Cameron talks about the fact that you can’t go head-on with Ridley in terms of horror, tension, and claustrophobia. You can’t be Alien. That’s why he loved it! You come to it with a new thematic element, which is the soldiers, but you still draw everything you need to draw out of it – the look, the creature, Ripley, LV426 – but you give it a fundamentally different energy. You can have your cake and eat it. You can take that film, play with it and expand it. You can take the biology of it and complete the life cycle. You can make it logical. With Ripley, you can expand her character, and that makes her different, yet still the same. She’s still the same person and Sigourney Weaver’s performance is so important! Then, you can bring in other elements like the marines [and] like Newt. you can do something new, but the familiarity is there, and that’s the great art of the sequel. 

Now that you’ve made this epic documentary, what are you hoping will be the reaction from the fans?
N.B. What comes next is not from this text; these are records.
//! Altitude decoupling.
//!
//! The height profile of a curve is kept as a separate 1-D Hermite curve over
//! planar arc length (x = distance from the curve start, y = altitude). Planar
//! edits and altitude edits can then be applied independently and recombined by
//! evaluating the profile at the arc length of every serie point.

use kurbo::{ParamCurve, Vec2};
use shared::{Point2D, Point3D};

use super::hermite::{hermite_segment, span_lengths};
use super::tangent::fit_altitude_tangents;
use super::vector::{planar_distance, station_point};
use super::{GeometryError, EPSILON};

const BISECTION_STEPS: usize = 64;
/// Height differences below this do not lift a derived line off its reference.
const LIFT_TOLERANCE: f64 = 1e-6;
/// Profile stations closer than this to a control station are dropped.
const STATION_MERGE: f64 = 1e-6;

/// Altitude control points and tangents over arc length.
#[derive(Debug, Clone, PartialEq)]
pub struct DecoupledAltitude {
    pub points: Vec<Point2D>,
    pub tangents: Vec<Point2D>,
}

/// Control and serie points after the altitude profile was substituted.
#[derive(Debug, Clone, PartialEq)]
pub struct RecombinedCurve {
    pub catmull_points: Vec<Point3D>,
    pub serie_points: Vec<Point3D>,
}

/// Cumulative planar arc length at every serie point (starts at 0).
pub fn arc_lengths(serie: &[Point3D]) -> Vec<f64> {
    let mut total = 0.0;
    let mut out = Vec::with_capacity(serie.len());
    for (i, p) in serie.iter().enumerate() {
        if i > 0 {
            total += planar_distance(serie[i - 1], *p);
        }
        out.push(total);
    }
    out
}

/// Arc-length station of every control point along its own planar curve.
///
/// Stations come from the exact Hermite span lengths, scaled so that the last
/// one equals the serie length. Distinct control points always get strictly
/// increasing stations, however densely they are placed.
pub fn catmull_stations(
    catmull: &[Point3D],
    tangents: &[Point3D],
    serie: &[Point3D],
) -> Result<Vec<f64>, GeometryError> {
    if serie.len() < 2 {
        return Err(GeometryError::TooFewPoints {
            needed: 2,
            got: serie.len(),
        });
    }
    let lengths = span_lengths(catmull, tangents)?;
    let total: f64 = lengths.iter().sum();
    let serie_total = arc_lengths(serie)[serie.len() - 1];
    if total < EPSILON || serie_total < EPSILON {
        return Err(GeometryError::DegenerateSegment { index: 0 });
    }

    let scale = serie_total / total;
    let mut stations = Vec::with_capacity(catmull.len());
    let mut s = 0.0;
    stations.push(s);
    for (i, length) in lengths.iter().enumerate() {
        s += length;
        stations.push(if i == lengths.len() - 1 {
            serie_total
        } else {
            s * scale
        });
    }
    Ok(stations)
}

/// Extract the altitude profile carried by the control points' heights.
pub fn decouple_altitude(
    catmull: &[Point3D],
    stations: &[f64],
) -> Result<DecoupledAltitude, GeometryError> {
    if stations.len() != catmull.len() {
        return Err(GeometryError::LengthMismatch {
            expected: catmull.len(),
            got: stations.len(),
        });
    }
    let points: Vec<Point2D> = catmull
        .iter()
        .zip(stations)
        .map(|(c, &s)| Point2D::new(s, c.z))
        .collect();
    let tangents = fit_altitude_tangents(&points)?;
    Ok(DecoupledAltitude { points, tangents })
}

/// Stretch a profile along its stations so that it spans `[0, length]`.
///
/// Heights and slopes relative to the stretched stations keep their shape: the
/// Hermite curve is scaled horizontally as a whole.
pub fn stretch_altitude(
    profile: &DecoupledAltitude,
    length: f64,
) -> Result<DecoupledAltitude, GeometryError> {
    let n = profile.points.len();
    if n < 2 {
        return Err(GeometryError::TooFewPoints { needed: 2, got: n });
    }
    if profile.tangents.len() != n {
        return Err(GeometryError::LengthMismatch {
            expected: n,
            got: profile.tangents.len(),
        });
    }
    let start = profile.points[0].x;
    let span = profile.points[n - 1].x - start;
    if span <= EPSILON {
        return Err(GeometryError::NonIncreasingStation { index: n - 1 });
    }

    let k = length / span;
    let mut points: Vec<Point2D> = profile
        .points
        .iter()
        .map(|p| Point2D::new((p.x - start) * k, p.y))
        .collect();
    points[n - 1].x = length;
    let tangents = profile
        .tangents
        .iter()
        .map(|t| Point2D::new(t.x * k, t.y))
        .collect();
    Ok(DecoupledAltitude { points, tangents })
}

/// Profile of a curve that gained one control point at its end.
///
/// The old profile is stretched to end at `old_end`, the station of the former
/// last control point, and one point at (`length`, `height`) is appended. Only
/// the trailing tangent pair is refitted.
pub fn extend_altitude(
    profile: &DecoupledAltitude,
    old_end: f64,
    length: f64,
    height: f64,
) -> Result<DecoupledAltitude, GeometryError> {
    let mut out = stretch_altitude(profile, old_end)?;
    out.points.push(Point2D::new(length, height));
    let fitted = fit_altitude_tangents(&out.points)?;
    let n = out.points.len();
    out.tangents[n - 2] = fitted[n - 2];
    out.tangents.push(fitted[n - 1]);
    Ok(out)
}

/// Profile of a line running alongside a curve whose profile is `profile`.
///
/// The reference profile is stretched to the line's length (`stations` last
/// value). Where the line's control heights sit off that profile, the
/// difference is interpolated linearly between the line's control stations
/// and added on top, and the line's control stations become profile points.
pub fn follow_altitude(
    profile: &DecoupledAltitude,
    catmull: &[Point3D],
    stations: &[f64],
) -> Result<DecoupledAltitude, GeometryError> {
    if stations.len() != catmull.len() {
        return Err(GeometryError::LengthMismatch {
            expected: catmull.len(),
            got: stations.len(),
        });
    }
    let Some(&length) = stations.last() else {
        return Err(GeometryError::TooFewPoints { needed: 2, got: 0 });
    };
    let stretched = stretch_altitude(profile, length)?;
    let lift = catmull
        .iter()
        .zip(stations)
        .map(|(c, &s)| altitude_at(&stretched.points, &stretched.tangents, s).map(|z| c.z - z))
        .collect::<Result<Vec<_>, _>>()?;
    if lift.iter().all(|d| d.abs() < LIFT_TOLERANCE) {
        return Ok(stretched);
    }

    let mut merged: Vec<f64> = stretched
        .points
        .iter()
        .map(|p| p.x)
        .filter(|x| stations.iter().all(|s| (s - x).abs() > STATION_MERGE))
        .chain(stations.iter().copied())
        .collect();
    merged.sort_by(f64::total_cmp);
    let points = merged
        .iter()
        .map(|&s| {
            altitude_at(&stretched.points, &stretched.tangents, s)
                .map(|z| Point2D::new(s, z + interpolate(stations, &lift, s)))
        })
        .collect::<Result<Vec<_>, _>>()?;
    let tangents = fit_altitude_tangents(&points)?;
    Ok(DecoupledAltitude { points, tangents })
}

/// Piecewise-linear value at `s`, clamped outside the stations.
fn interpolate(stations: &[f64], values: &[f64], s: f64) -> f64 {
    let n = stations.len().min(values.len());
    if n == 0 {
        return 0.0;
    }
    if n == 1 || s <= stations[0] {
        return values[0];
    }
    if s >= stations[n - 1] {
        return values[n - 1];
    }
    let i = stations[..n].partition_point(|&x| x <= s).saturating_sub(1).min(n - 2);
    let width = stations[i + 1] - stations[i];
    if width <= EPSILON {
        return values[i];
    }
    values[i] + (values[i + 1] - values[i]) * (s - stations[i]) / width
}

/// Evaluate the altitude profile at arc length `s`; `s` outside the stations clamps.
pub fn altitude_at(points: &[Point2D], tangents: &[Point2D], s: f64) -> Result<f64, GeometryError> {
    let n = points.len();
    if n < 2 {
        return Err(GeometryError::TooFewPoints { needed: 2, got: n });
    }
    if tangents.len() != n {
        return Err(GeometryError::LengthMismatch {
            expected: n,
            got: tangents.len(),
        });
    }

    let s = s.clamp(points[0].x, points[n - 1].x);
    let span = points
        .partition_point(|p| p.x <= s)
        .saturating_sub(1)
        .min(n - 2);
    let (p0, p1) = (points[span], points[span + 1]);
    if s == p0.x {
        return Ok(p0.y);
    }
    if s == p1.x {
        return Ok(p1.y);
    }

    let seg = hermite_segment(
        station_point(p0),
        Vec2::new(tangents[span].x, tangents[span].y),
        station_point(p1),
        Vec2::new(tangents[span + 1].x, tangents[span + 1].y),
    );
    // x(t) runs from p0.x to p1.x; find t with x(t) == s
    let (mut lo, mut hi) = (0.0, 1.0);
    for _ in 0..BISECTION_STEPS {
        let mid = 0.5 * (lo + hi);
        if seg.eval(mid).x < s {
            lo = mid;
        } else {
            hi = mid;
        }
    }
    Ok(seg.eval(0.5 * (lo + hi)).y)
}

/// Substitute the altitude profile into a planar curve.
///
/// Every serie point takes the profile height at its arc length; every control
/// point takes the profile height at its station.
pub fn recombine_altitude(
    catmull: &[Point3D],
    stations: &[f64],
    serie: &[Point3D],
    altitude_points: &[Point2D],
    altitude_tangents: &[Point2D],
) -> Result<RecombinedCurve, GeometryError> {
    if stations.len() != catmull.len() {
        return Err(GeometryError::LengthMismatch {
            expected: catmull.len(),
            got: stations.len(),
        });
    }
    let arcs = arc_lengths(serie);
    let height = |s: f64| altitude_at(altitude_points, altitude_tangents, s);

    let serie_points = serie
        .iter()
        .zip(&arcs)
        .map(|(p, &s)| height(s).map(|z| Point3D::new(p.x, p.y, z)))
        .collect::<Result<Vec<_>, _>>()?;
    let catmull_points = catmull
        .iter()
        .zip(stations)
        .map(|(c, &s)| height(s).map(|z| Point3D::new(c.x, c.y, z)))
        .collect::<Result<Vec<_>, _>>()?;

    Ok(RecombinedCurve {
        catmull_points,
        serie_points,
    })
}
First and foremost, I hope they like it! I hope they find it good, and they enjoy it. I feel very responsible to my audience and to my backers. I hope it gives you what you want. We used to have a phrase at Empire that you want to give your readers 70 percent of what they want and thirty percent of what they didn’t know they wanted. So, I hope there’s that. There’ll be seventy percent of exactly what you want with Cameron telling stories and the marines telling stories in detail and then, thirty percent of fans going, “I never thought of that. That’s interesting.” The one response I want more than anything is the first thing you do after you’ve finished it is that you watch Aliens. Once we are wrapped, I’m going to go into my living room. I’m going to turn off all the lights. I’m going to put all my notebooks away, and I’m just going to watch Aliens. I want it to be a companion for everyone. I want it to be on your shelf beside your box sets, and I want it to be exciting and hope it opens up the film a bit more.